I heard her answer and unlocked her cell door. She ran into my arms and I held her and kissed her for far longer than was safe in the circumstances. She was the first to pull away. She looked at my bruised and battered face with horror.

“Ben, what happened? How…” she said. I knew what she was going to say and there was no time for explanations.

“It doesn’t matter. We have to go, now.”

“Where? Where can we go?”

“England,” I said. “We’re going to England.” I said, taking her hand and leading her out of the gaol. Frying pans and fires came to mind.

CHAPTER TWELVE

The cabriolet was where Dossonville had said it would be. It was a smart and light two-wheeler with a leather fold-down hood. Where he got it and if the owner ever got it back I don’t know. I left the hood up and took the reins of the single horse. The mare was lively but I drove us as slowly and calmly as I could out of Abbeville, weaving our way between the traffic and along the Boulogne road. A flock of sheep being driven through one of the main streets impeded us somewhat and I was anxiously looking behind for signs of pursuit but no one challenged us. No one chased us, no one so much as looked at us. Perhaps Dossonville could be trusted, I thought. Perhaps it wasn’t all some elaborate trap. Perhaps the frigate would be at the rendezvous. Perhaps.

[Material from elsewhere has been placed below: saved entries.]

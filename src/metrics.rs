//! Metrics collection for the resolver.

use dashmap::DashMap;
use std::collections::HashMap;
use std::sync::atomic::{AtomicU64, Ordering};
use std::sync::Arc;
use std::time::Duration;

/// Counters for catalog loads and subordinate queries.
///
/// Clones share the same counters.
#[derive(Debug, Clone)]
pub struct ResolverMetrics {
    /// Number of successful role catalog loads (each one rebuilds the index).
    pub role_loads: Arc<AtomicU64>,
    /// Number of user catalog loads.
    pub user_loads: Arc<AtomicU64>,
    /// Number of subordinate queries answered.
    pub queries: Arc<AtomicU64>,
    /// Queries that returned no users.
    pub empty_results: Arc<AtomicU64>,
    /// Query counts per duration bucket.
    pub query_durations: Arc<DashMap<&'static str, u64>>,
    /// Rejected loads by error kind.
    pub error_counts: Arc<DashMap<&'static str, AtomicU64>>,
}

impl Default for ResolverMetrics {
    fn default() -> Self {
        Self::new()
    }
}

impl ResolverMetrics {
    /// Create a new metrics collector.
    pub fn new() -> Self {
        Self {
            role_loads: Arc::new(AtomicU64::new(0)),
            user_loads: Arc::new(AtomicU64::new(0)),
            queries: Arc::new(AtomicU64::new(0)),
            empty_results: Arc::new(AtomicU64::new(0)),
            query_durations: Arc::new(DashMap::new()),
            error_counts: Arc::new(DashMap::new()),
        }
    }

    /// Record a role catalog load.
    pub fn record_role_load(&self) {
        self.role_loads.fetch_add(1, Ordering::Relaxed);
    }

    /// Record a user catalog load.
    pub fn record_user_load(&self) {
        self.user_loads.fetch_add(1, Ordering::Relaxed);
    }

    /// Record a subordinate query and how many users it matched.
    pub fn record_query(&self, duration: Duration, matches: usize) {
        self.queries.fetch_add(1, Ordering::Relaxed);
        if matches == 0 {
            self.empty_results.fetch_add(1, Ordering::Relaxed);
        }

        *self
            .query_durations
            .entry(Self::duration_to_bucket(duration))
            .or_insert(0) += 1;
    }

    /// Record a rejected load.
    pub fn record_error(&self, kind: &'static str) {
        self.error_counts
            .entry(kind)
            .and_modify(|count| {
                count.fetch_add(1, Ordering::Relaxed);
            })
            .or_insert_with(|| AtomicU64::new(1));
    }

    /// Get metrics summary.
    pub fn summary(&self) -> MetricsSummary {
        MetricsSummary {
            role_loads: self.role_loads.load(Ordering::Relaxed),
            user_loads: self.user_loads.load(Ordering::Relaxed),
            queries: self.queries.load(Ordering::Relaxed),
            empty_results: self.empty_results.load(Ordering::Relaxed),
            query_durations: self
                .query_durations
                .iter()
                .map(|entry| (*entry.key(), *entry.value()))
                .collect(),
            error_counts: self
                .error_counts
                .iter()
                .map(|entry| (*entry.key(), entry.value().load(Ordering::Relaxed)))
                .collect(),
        }
    }

    /// Reset all metrics.
    pub fn reset(&self) {
        self.role_loads.store(0, Ordering::Relaxed);
        self.user_loads.store(0, Ordering::Relaxed);
        self.queries.store(0, Ordering::Relaxed);
        self.empty_results.store(0, Ordering::Relaxed);
        self.query_durations.clear();
        self.error_counts.clear();
    }

    fn duration_to_bucket(duration: Duration) -> &'static str {
        match duration.as_micros() {
            0..=99 => "0-99μs",
            100..=999 => "100-999μs",
            1000..=9999 => "1-9ms",
            10000..=99999 => "10-99ms",
            100000..=999999 => "100-999ms",
            _ => "1s+",
        }
    }
}

/// Point-in-time copy of the metrics.
#[derive(Debug, Clone, PartialEq)]
pub struct MetricsSummary {
    pub role_loads: u64,
    pub user_loads: u64,
    pub queries: u64,
    pub empty_results: u64,
    pub query_durations: HashMap<&'static str, u64>,
    pub error_counts: HashMap<&'static str, u64>,
}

There was a lantern with a red lens tucked beneath the single bench seat. There was also a brace of pistols and a small basket of food and some wine. Dossonville was a man who planned for every eventuality, or so I was meant to think. As soon as we were out of the town I stopped the cabriolet and dismounted. I checked the horse and harness, even inspecting the brakes and the wheels. I also took the opportunity to examine the pistols whilst I was on the ground, checking the flints and powder. When I got back into the cabriolet I handed one to Dominique. She took it, checked it herself and then looked back across the low marshes that marked the Somme’s mouth. She was obviously preoccupied with something but wouldn’t say what. I had tried to reawaken some of the intimacy of our one night together with a touch or a look of affection but she rebuffed them as easily grapeshot stopping a column. I supposed her to be as nervous as I was with respect to how we’d keep the rendezvous with the frigate. I had told her of my meeting with Dossonville and she didn’t seem that surprised. He had helped her uncle before, when it suited him, but like me she took nothing he had said at face value. We were both imagining what might happen, what Dossonville’s agenda might have really been. It didn’t help either of our nerves when we heard a troop of cavalry approaching from behind us.